The New York Times is running faster under new CEO Mark Thompson, but it’s still running in place.
From today’s New York Times Co. first-half financials call and announcement, we know the headlines from the second quarter: Revenue loss at the company was held to 1 percent. Operating profit’s up 13 percent. Cash is up modestly, debt down a bit.
That’s an improvement over the first quarter, in which the company lost 2 percent of revenue. The numbers tell us the Times has a long shot at repeating its 2012 overall performance. For that year, it gained 0.3 percent in revenue. That was a true milestone — its first growth in a half-dozen years.

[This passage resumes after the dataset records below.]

use crate::amf::amf0::{markers, Amf0Value};
use crate::{ByteBuffer, Error};
use crate::Result;

/// Deepest object or array nesting accepted from the peer
pub const MAX_NESTING: usize = 64;

pub struct Amf0Decoder<'a> {
    buffer: &'a mut ByteBuffer,
    depth: usize,
}

impl<'a> Amf0Decoder<'a> {
    pub fn new(buffer: &'a mut ByteBuffer) -> Self {
        Amf0Decoder { buffer, depth: 0 }
    }

    /// Check if decoder has remaining data to decode
    pub fn has_remaining(&self) -> bool {
        self.buffer.remaining() > 0
    }

    pub fn decode(&mut self) -> Result<Amf0Value> {
        let marker = self.buffer.read_u8()?;
        match marker {
            markers::NUMBER => Ok(Amf0Value::Number(self.buffer.read_f64_be()?)),
            markers::BOOLEAN => Ok(Amf0Value::Boolean(self.buffer.read_u8()? != 0)),
            markers::STRING => {
                let len = self.buffer.read_u16_be()? as usize;
                self.read_utf8(len).map(Amf0Value::String)
            }
            markers::LONG_STRING => {
                let len = self.buffer.read_u32_be()? as usize;
                self.read_utf8(len).map(Amf0Value::String)
            }
            markers::OBJECT => self.nested(Self::decode_object),
            markers::NULL => Ok(Amf0Value::Null),
            markers::UNDEFINED => Ok(Amf0Value::Undefined),
            markers::ECMA_ARRAY => self.nested(Self::skip_ecma_array),
            markers::STRICT_ARRAY => self.nested(Self::skip_strict_array),
            markers::OBJECT_END => Err(Error::amf_decode("Object end marker outside of an object")),
            _ => Err(Error::amf_decode(format!("Unknown AMF0 marker: 0x{:02x}", marker))),
        }
    }

    fn nested(&mut self, decode: fn(&mut Self) -> Result<Amf0Value>) -> Result<Amf0Value> {
        if self.depth >= MAX_NESTING {
            return Err(Error::amf_decode(format!("Nesting deeper than {} levels", MAX_NESTING)));
        }
        self.depth += 1;
        let value = decode(self);
        self.depth -= 1;
        value
    }

    fn decode_object(&mut self) -> Result<Amf0Value> {
        let mut properties = Vec::new();
        while let Some(name) = self.read_property_name()? {
            let value = self.decode()?;
            properties.push((name, value));
        }
        Ok(Amf0Value::Object(properties))
    }

    // ECMA arrays carry an advisory count followed by named properties
    fn skip_ecma_array(&mut self) -> Result<Amf0Value> {
        let _count = self.buffer.read_u32_be()?;
        while self.read_property_name()?.is_some() {
            self.decode()?;
        }
        Ok(Amf0Value::Array)
    }

    fn skip_strict_array(&mut self) -> Result<Amf0Value> {
        let count = self.buffer.read_u32_be()?;
        for _ in 0..count {
            self.decode()?;
        }
        Ok(Amf0Value::Array)
    }

    /// Returns None once the empty name and end marker are reached
    fn read_property_name(&mut self) -> Result<Option<String>> {
        let name_len = self.buffer.read_u16_be()? as usize;
        if name_len == 0 {
            let marker = self.buffer.read_u8()?;
            if marker == markers::OBJECT_END {
                return Ok(None);
            }
            return Err(Error::amf_decode(format!(
                "Object value (marker 0x{:02x}) without a property name",
                marker
            )));
        }
        self.read_utf8(name_len).map(Some)
    }

    fn read_utf8(&mut self, len: usize) -> Result<String> {
        let bytes = self.buffer.read_bytes(len)?;
        String::from_utf8(bytes)
            .map_err(|e| Error::amf_decode(format!("Invalid UTF-8 in string: {}", e)))
    }
}

#[cfg(test)]
mod tests {
    use super::*;

    fn decode_one(bytes: Vec<u8>) -> Result<Amf0Value> {
        let mut buffer = ByteBuffer::new(bytes);
        Amf0Decoder::new(&mut buffer).decode()
    }

    #[test]
    fn test_object_value_without_name_fails() {
        // Object marker, empty name, then a Number instead of the end marker
        let mut bytes = vec![markers::OBJECT, 0x00, 0x00, markers::NUMBER];
        bytes.extend_from_slice(&1.0f64.to_be_bytes());
        let err = decode_one(bytes).unwrap_err();
        assert!(matches!(err, Error::AmfDecode(_)));
    }

    #[test]
    fn test_ecma_array_contents_are_skipped() {
        let mut bytes = vec![markers::ECMA_ARRAY, 0, 0, 0, 1, 0, 1, b'a', markers::BOOLEAN, 1, 0, 0, markers::OBJECT_END];
        bytes.push(markers::NULL);
        let mut buffer = ByteBuffer::new(bytes);
        let mut decoder = Amf0Decoder::new(&mut buffer);
        assert_eq!(decoder.decode().unwrap(), Amf0Value::Array);
        assert_eq!(decoder.decode().unwrap(), Amf0Value::Null);
        assert!(!decoder.has_remaining());
    }

    #[test]
    fn test_strict_array_contents_are_skipped() {
        let mut bytes = vec![markers::STRICT_ARRAY, 0, 0, 0, 2, markers::NULL, markers::BOOLEAN, 0];
        bytes.push(markers::UNDEFINED);
        let mut buffer = ByteBuffer::new(bytes);
        let mut decoder = Amf0Decoder::new(&mut buffer);
        assert_eq!(decoder.decode().unwrap(), Amf0Value::Array);
        assert_eq!(decoder.decode().unwrap(), Amf0Value::Undefined);
    }

    #[test]
    fn test_truncated_input_is_an_error() {
        assert!(decode_one(vec![markers::NUMBER, 0x40]).is_err());
        assert!(decode_one(vec![markers::STRING, 0x00, 0x05, b'a']).is_err());
    }

    #[test]
    fn test_deep_nesting_rejected() {
        let mut bytes = vec![markers::OBJECT];
        for _ in 0..10_000 {
            bytes.extend_from_slice(&[0x00, 0x01, b'a', markers::OBJECT]);
        }
        let err = decode_one(bytes).unwrap_err();
        assert!(matches!(err, Error::AmfDecode(_)));
    }

    #[test]
    fn test_nesting_at_limit_accepted() {
        let mut bytes = vec![markers::OBJECT];
        for _ in 1..MAX_NESTING {
            bytes.extend_from_slice(&[0x00, 0x01, b'a', markers::OBJECT]);
        }
        for _ in 0..MAX_NESTING {
            bytes.extend_from_slice(&[0x00, 0x00, markers::OBJECT_END]);
        }
        let mut value = decode_one(bytes).unwrap();
        let mut levels = 1;
        while let Some(inner) = value.get_property("a").cloned() {
            value = inner;
            levels += 1;
        }
        assert_eq!(levels, MAX_NESTING);
    }

    #[test]
    fn test_deeply_nested_arrays_rejected() {
        let mut bytes = Vec::new();
        for _ in 0..10_000 {
            bytes.extend_from_slice(&[markers::STRICT_ARRAY, 0, 0, 0, 1]);
        }
        assert!(decode_one(bytes).is_err());
    }

    #[test]
    fn test_unknown_marker() {
        assert!(decode_one(vec![0x11]).is_err());
    }
}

Now, within the Times strategy, we can see a clear two-year plan. It’s a next-stage digital transition plan, consisting of two parts:
- Keep the current business at as close to a steady run rate as possible over the next two years. This is the newsonomics of zero I’ve written about, wherein zero is a new floor. The zero math is simple: offset declining ad revenues with increasing all-access/digital-circulation revenues. The Times’ 2012 financial performance offered hope there. Zero is still but an aspiration for most metro publishers in the U.S. and Europe; just as they seemed to be getting closer to it, ad performance worsened. Even the FT, a clear leader in the digital transition, just reported flat revenues for the first half of the year.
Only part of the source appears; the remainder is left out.